:: Task to carry out ::
Search the entries below for "WebSocketUpgradeRejection". Report each line where it occurs.

'''

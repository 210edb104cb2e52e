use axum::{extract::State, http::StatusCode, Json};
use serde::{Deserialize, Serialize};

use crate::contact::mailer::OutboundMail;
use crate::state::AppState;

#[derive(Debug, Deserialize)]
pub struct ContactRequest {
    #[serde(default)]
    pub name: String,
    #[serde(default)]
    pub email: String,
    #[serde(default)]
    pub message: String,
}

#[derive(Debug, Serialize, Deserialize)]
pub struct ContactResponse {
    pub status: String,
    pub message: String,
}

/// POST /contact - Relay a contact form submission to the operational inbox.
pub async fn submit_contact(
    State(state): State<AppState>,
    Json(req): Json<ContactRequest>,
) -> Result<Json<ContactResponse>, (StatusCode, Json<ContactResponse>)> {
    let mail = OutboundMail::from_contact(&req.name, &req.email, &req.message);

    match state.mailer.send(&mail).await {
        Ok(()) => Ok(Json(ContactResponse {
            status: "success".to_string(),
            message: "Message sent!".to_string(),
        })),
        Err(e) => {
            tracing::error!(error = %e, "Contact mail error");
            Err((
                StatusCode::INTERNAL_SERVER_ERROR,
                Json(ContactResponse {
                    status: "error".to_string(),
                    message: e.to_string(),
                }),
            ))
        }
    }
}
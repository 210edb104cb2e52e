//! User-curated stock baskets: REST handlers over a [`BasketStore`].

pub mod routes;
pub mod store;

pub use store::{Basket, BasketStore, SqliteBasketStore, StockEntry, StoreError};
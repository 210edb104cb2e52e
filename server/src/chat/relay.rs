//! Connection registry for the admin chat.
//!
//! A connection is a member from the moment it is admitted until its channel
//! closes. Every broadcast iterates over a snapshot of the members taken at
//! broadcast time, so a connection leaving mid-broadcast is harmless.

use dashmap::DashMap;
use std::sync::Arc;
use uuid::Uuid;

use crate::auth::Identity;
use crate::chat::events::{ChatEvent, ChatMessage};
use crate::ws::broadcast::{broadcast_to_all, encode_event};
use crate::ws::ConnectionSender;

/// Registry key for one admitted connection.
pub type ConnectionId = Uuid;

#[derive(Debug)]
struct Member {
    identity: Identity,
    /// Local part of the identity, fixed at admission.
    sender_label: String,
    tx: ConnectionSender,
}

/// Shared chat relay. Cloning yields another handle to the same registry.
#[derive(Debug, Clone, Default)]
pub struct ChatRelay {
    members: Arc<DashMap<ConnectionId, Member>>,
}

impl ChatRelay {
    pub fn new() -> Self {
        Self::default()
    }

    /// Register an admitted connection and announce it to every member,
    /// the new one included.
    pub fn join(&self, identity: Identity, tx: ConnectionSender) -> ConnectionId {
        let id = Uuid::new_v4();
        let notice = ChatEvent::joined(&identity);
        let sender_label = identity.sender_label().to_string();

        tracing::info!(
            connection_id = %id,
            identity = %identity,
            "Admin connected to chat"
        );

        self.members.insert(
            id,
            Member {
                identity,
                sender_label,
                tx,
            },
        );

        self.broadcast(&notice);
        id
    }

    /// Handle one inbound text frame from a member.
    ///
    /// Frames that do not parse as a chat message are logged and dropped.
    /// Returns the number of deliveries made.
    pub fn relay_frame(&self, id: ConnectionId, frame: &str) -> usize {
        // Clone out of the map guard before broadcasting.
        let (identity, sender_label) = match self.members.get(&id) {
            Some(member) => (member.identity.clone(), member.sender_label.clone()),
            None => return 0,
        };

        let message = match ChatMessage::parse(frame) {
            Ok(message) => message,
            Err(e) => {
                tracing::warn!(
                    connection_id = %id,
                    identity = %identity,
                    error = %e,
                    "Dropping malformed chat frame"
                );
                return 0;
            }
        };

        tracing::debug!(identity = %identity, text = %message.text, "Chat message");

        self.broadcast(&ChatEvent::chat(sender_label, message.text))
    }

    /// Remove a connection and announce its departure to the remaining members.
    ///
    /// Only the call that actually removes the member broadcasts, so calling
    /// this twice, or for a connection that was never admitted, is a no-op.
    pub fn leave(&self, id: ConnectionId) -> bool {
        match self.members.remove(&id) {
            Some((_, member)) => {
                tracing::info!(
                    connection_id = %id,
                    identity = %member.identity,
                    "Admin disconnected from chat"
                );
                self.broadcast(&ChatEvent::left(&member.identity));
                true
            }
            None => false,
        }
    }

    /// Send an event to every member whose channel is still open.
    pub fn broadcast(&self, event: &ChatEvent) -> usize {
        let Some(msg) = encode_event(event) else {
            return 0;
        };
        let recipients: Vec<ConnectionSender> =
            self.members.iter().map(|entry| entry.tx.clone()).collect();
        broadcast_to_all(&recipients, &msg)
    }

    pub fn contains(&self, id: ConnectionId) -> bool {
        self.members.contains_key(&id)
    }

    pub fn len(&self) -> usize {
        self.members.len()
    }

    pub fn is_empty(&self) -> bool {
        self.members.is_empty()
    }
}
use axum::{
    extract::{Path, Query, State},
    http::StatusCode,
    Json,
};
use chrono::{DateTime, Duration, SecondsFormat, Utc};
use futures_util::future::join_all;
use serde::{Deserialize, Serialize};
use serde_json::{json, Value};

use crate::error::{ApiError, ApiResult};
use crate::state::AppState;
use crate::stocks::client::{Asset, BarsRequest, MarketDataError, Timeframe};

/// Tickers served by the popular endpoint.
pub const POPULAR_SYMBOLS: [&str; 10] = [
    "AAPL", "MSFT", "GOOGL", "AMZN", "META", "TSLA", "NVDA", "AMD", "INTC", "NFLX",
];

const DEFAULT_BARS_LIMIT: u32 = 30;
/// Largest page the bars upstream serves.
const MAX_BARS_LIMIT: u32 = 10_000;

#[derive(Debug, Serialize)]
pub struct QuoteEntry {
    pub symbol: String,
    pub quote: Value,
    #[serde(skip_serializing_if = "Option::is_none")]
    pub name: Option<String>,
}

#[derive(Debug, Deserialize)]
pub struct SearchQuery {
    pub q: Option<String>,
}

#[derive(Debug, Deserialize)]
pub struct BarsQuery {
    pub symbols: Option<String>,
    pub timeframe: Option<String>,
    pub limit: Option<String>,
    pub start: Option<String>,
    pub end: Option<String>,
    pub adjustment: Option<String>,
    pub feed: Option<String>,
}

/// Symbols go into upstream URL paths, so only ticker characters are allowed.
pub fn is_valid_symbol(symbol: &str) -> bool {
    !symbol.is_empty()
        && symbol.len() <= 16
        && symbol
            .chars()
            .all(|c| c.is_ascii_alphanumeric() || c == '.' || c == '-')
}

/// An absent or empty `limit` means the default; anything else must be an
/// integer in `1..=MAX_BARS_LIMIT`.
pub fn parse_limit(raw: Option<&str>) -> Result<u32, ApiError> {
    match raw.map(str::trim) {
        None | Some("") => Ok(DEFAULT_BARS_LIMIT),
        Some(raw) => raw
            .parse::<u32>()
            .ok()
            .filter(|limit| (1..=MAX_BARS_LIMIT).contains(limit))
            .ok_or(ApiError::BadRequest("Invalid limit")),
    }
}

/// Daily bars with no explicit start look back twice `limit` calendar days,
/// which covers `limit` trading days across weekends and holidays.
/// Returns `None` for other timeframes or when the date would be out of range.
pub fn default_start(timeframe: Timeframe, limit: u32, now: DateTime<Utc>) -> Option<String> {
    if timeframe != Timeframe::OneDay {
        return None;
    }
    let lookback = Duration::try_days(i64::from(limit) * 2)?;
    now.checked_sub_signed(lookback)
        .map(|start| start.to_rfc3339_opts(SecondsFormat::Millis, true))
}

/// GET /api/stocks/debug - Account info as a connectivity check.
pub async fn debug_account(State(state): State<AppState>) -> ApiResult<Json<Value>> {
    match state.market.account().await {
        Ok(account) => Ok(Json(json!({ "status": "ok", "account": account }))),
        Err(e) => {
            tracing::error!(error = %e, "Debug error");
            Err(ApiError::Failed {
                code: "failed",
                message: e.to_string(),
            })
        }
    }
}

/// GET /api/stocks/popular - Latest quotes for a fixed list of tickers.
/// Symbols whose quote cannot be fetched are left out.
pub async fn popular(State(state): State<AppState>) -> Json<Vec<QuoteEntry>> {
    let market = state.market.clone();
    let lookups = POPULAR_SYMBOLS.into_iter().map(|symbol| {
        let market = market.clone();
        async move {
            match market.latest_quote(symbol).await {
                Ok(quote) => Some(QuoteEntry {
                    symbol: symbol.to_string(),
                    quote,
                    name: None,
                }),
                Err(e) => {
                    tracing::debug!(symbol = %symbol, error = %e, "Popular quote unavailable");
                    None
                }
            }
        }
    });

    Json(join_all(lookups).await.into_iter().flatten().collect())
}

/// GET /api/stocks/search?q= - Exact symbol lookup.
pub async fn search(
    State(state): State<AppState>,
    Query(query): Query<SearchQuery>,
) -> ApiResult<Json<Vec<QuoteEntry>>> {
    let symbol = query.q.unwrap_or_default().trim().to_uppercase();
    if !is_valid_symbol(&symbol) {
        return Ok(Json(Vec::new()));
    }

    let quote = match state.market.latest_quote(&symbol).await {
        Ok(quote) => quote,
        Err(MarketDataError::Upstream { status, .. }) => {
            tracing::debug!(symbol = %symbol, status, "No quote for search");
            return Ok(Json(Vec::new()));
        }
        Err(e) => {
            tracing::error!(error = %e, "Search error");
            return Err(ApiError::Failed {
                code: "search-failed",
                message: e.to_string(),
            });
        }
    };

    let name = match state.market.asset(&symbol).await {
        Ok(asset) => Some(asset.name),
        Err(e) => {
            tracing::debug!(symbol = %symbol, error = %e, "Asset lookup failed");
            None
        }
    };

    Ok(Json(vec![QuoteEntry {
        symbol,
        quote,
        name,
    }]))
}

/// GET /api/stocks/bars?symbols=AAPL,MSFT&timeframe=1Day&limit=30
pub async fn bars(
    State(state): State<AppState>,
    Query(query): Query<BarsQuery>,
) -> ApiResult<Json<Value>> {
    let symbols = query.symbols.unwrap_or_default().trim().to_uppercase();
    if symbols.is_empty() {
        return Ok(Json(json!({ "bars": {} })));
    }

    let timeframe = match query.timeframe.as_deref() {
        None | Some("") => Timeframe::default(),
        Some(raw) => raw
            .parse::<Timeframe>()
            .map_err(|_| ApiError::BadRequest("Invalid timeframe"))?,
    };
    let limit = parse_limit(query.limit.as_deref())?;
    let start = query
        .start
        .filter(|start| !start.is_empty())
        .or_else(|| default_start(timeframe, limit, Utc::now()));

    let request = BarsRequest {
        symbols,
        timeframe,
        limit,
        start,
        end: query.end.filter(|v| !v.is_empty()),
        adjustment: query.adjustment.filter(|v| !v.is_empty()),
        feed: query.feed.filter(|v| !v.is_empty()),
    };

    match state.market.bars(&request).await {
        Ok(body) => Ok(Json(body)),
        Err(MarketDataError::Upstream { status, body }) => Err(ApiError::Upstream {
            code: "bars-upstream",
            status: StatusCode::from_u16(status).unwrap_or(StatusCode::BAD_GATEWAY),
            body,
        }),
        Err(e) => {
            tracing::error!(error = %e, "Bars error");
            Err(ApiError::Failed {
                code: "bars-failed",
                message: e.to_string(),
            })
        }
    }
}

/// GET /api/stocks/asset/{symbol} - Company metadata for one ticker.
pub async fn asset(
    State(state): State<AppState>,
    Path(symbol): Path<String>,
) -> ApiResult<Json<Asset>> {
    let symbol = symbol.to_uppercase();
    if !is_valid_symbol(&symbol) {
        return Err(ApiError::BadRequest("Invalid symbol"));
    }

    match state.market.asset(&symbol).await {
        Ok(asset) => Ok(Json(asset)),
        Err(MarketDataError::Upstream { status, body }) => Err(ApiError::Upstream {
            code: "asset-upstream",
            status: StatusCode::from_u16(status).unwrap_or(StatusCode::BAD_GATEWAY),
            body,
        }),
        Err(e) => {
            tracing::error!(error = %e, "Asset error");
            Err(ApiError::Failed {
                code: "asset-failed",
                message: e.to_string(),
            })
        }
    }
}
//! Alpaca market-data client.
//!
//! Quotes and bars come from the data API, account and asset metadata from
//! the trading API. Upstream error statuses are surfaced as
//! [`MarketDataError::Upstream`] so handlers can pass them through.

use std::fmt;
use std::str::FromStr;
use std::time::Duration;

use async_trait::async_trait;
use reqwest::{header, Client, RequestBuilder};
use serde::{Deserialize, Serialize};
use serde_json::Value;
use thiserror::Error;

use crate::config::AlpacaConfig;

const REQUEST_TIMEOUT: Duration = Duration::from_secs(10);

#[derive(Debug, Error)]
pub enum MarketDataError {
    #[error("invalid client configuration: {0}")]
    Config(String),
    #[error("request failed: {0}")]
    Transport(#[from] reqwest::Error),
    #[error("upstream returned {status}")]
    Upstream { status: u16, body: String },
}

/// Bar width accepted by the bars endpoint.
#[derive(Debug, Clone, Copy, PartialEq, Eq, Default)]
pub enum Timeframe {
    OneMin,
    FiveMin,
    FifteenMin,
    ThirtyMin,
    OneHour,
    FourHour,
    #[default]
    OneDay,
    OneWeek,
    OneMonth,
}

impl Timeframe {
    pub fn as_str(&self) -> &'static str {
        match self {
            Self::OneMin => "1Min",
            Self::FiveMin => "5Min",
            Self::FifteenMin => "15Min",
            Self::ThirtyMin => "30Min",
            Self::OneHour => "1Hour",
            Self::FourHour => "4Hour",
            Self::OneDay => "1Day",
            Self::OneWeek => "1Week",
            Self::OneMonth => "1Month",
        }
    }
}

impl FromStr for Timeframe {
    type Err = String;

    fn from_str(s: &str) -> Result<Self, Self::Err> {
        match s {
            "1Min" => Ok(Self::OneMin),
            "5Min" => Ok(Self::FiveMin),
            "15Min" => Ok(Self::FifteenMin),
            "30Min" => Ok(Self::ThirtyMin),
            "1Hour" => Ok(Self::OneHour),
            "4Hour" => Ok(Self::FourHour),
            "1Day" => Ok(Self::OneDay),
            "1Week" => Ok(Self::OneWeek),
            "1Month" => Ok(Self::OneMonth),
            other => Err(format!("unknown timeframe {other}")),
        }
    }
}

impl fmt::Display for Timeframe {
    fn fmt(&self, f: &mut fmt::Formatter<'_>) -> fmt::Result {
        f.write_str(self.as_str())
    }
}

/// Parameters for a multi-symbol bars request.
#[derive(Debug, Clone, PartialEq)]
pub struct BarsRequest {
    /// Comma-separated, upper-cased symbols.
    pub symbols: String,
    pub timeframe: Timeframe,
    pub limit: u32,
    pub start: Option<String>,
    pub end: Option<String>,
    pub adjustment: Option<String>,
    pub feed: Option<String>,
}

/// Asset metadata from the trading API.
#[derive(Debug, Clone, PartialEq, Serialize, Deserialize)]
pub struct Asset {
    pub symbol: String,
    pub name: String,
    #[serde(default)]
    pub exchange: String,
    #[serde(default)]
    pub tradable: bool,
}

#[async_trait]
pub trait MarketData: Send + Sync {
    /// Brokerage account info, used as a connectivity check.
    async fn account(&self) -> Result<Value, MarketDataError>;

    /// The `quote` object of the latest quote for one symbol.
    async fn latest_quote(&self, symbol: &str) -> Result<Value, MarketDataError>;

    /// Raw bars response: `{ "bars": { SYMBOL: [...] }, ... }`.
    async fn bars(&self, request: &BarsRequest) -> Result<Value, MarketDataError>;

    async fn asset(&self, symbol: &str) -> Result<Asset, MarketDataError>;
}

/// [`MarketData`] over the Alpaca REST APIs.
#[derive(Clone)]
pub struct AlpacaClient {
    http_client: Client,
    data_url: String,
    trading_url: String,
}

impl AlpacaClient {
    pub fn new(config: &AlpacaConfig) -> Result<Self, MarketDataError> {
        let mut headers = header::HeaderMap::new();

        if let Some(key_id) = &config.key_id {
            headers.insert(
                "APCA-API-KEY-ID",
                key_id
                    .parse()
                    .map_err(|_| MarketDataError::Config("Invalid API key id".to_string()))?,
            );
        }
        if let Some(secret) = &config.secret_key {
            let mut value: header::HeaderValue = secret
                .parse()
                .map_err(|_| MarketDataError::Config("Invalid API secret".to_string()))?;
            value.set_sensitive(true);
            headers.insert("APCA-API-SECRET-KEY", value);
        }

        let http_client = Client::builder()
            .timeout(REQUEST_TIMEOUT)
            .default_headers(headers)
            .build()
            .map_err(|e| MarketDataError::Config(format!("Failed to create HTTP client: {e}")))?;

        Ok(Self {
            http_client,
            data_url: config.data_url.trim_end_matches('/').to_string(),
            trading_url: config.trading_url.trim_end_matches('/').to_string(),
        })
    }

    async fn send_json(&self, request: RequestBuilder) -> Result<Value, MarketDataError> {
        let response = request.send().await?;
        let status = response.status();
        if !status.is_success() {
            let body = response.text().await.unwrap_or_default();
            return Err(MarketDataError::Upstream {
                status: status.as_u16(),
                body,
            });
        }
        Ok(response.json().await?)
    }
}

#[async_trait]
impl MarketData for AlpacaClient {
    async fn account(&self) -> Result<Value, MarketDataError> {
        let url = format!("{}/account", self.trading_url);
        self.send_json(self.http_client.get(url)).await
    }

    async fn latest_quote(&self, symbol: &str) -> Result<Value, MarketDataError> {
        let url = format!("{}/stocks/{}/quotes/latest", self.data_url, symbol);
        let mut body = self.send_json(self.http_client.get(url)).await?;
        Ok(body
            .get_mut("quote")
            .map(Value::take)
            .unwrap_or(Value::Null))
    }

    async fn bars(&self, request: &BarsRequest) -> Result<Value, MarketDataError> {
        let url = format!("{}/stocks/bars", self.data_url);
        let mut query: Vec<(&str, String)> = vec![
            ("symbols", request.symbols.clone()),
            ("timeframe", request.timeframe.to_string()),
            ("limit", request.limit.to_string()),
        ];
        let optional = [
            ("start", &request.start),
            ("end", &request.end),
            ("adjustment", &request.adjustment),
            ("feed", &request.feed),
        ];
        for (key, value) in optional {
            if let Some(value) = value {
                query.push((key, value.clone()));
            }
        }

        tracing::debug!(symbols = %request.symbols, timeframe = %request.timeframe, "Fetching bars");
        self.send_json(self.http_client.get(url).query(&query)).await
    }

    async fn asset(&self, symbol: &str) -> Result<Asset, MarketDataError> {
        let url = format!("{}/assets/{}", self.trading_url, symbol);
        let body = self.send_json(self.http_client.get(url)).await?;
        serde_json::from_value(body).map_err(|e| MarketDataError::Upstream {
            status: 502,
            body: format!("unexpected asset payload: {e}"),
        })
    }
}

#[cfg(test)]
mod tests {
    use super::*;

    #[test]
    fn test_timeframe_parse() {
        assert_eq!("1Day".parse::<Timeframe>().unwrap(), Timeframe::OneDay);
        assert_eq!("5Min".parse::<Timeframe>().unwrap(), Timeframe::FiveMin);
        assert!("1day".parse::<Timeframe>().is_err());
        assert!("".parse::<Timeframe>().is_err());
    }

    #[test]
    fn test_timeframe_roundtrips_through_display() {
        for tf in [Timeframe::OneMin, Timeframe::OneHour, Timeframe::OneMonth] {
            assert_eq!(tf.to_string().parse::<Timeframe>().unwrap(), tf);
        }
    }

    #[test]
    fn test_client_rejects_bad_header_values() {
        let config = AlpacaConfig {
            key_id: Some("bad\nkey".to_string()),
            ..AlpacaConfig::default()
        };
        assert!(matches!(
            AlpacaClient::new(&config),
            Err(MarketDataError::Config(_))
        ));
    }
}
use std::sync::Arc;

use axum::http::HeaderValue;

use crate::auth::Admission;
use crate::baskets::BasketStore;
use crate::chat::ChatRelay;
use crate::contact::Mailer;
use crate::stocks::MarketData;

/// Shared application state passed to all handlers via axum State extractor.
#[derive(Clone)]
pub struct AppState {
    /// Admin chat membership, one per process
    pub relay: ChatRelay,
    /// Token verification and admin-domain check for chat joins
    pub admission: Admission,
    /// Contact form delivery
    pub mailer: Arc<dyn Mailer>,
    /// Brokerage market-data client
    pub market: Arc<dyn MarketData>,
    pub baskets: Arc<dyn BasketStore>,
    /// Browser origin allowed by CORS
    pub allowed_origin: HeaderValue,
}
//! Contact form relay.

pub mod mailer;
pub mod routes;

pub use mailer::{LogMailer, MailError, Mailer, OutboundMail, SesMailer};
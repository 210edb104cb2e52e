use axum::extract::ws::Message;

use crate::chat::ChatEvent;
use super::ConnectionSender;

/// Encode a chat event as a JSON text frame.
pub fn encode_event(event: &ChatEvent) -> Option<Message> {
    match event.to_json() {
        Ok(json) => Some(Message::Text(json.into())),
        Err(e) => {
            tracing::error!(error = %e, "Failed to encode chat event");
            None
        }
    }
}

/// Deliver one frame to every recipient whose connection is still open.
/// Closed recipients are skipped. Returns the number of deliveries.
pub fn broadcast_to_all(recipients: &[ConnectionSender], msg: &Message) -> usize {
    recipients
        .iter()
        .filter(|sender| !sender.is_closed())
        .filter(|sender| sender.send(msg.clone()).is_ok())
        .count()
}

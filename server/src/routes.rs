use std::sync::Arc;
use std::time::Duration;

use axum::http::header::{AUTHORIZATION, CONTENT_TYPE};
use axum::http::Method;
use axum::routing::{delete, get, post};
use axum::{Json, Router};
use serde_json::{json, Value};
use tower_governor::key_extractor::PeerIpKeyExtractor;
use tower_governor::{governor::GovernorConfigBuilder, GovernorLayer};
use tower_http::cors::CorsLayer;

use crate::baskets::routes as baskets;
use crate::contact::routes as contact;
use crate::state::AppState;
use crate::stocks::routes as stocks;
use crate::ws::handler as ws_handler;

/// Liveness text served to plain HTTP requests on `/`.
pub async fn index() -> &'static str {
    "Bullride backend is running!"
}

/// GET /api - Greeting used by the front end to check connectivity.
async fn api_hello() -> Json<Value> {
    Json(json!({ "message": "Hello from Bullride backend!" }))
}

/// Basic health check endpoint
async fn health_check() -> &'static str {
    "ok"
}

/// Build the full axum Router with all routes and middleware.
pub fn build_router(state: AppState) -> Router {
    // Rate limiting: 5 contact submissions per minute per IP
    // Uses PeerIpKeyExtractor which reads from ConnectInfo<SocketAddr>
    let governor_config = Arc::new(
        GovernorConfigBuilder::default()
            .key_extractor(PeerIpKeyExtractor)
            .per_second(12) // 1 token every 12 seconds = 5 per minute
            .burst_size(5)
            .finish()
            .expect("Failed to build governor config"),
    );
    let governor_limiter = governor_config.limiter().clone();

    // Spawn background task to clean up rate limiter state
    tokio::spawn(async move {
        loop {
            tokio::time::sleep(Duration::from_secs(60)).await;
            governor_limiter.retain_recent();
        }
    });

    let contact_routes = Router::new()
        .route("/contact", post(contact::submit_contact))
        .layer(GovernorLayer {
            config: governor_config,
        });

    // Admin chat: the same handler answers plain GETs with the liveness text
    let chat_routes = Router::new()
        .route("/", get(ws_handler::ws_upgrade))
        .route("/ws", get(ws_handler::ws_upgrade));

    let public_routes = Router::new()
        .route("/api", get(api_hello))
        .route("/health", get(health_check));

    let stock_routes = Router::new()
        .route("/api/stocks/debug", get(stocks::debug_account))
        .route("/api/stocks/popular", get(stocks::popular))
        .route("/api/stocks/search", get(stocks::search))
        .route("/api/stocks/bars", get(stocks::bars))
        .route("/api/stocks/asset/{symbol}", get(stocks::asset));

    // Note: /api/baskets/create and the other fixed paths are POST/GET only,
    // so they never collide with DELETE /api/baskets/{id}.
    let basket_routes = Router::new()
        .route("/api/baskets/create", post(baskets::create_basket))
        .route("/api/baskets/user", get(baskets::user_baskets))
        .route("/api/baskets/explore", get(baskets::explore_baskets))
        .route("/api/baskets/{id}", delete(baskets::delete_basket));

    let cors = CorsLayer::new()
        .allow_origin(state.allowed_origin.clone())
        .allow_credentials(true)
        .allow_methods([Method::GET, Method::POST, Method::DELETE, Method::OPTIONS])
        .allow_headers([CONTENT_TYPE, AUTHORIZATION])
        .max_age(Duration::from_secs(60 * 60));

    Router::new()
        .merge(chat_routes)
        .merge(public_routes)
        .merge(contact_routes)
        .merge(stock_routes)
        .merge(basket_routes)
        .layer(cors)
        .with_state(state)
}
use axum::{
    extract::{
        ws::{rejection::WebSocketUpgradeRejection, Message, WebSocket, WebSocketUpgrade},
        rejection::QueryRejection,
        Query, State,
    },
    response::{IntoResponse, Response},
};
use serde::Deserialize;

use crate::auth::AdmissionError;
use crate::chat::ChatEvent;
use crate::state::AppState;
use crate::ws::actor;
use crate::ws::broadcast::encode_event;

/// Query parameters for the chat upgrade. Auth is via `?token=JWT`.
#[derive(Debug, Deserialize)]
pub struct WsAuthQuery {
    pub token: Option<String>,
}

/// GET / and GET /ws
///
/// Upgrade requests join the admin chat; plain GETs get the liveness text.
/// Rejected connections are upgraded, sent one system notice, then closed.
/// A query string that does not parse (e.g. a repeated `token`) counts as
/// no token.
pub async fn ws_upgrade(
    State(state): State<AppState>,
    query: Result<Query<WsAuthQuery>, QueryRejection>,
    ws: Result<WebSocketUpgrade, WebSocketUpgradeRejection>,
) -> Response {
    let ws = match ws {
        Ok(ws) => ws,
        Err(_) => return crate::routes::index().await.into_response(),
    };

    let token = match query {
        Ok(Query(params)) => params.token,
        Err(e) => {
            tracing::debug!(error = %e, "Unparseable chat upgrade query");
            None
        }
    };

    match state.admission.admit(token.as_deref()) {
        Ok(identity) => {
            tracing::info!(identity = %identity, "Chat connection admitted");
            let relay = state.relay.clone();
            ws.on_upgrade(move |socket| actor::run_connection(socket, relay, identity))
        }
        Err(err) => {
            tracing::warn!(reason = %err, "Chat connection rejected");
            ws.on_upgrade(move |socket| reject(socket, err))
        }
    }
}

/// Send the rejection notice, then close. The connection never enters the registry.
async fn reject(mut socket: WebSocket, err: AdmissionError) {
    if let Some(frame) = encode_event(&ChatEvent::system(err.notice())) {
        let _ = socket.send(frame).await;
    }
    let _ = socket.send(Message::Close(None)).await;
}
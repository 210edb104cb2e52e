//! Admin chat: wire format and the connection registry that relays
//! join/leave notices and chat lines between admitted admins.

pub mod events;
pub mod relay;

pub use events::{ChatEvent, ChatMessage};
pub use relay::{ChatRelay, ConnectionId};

'''

:: Answer for the task ::
        ws::{rejection::WebSocketUpgradeRejection, Message, WebSocket, WebSocketUpgrade},
    ws: Result<WebSocketUpgrade, WebSocketUpgradeRejection>,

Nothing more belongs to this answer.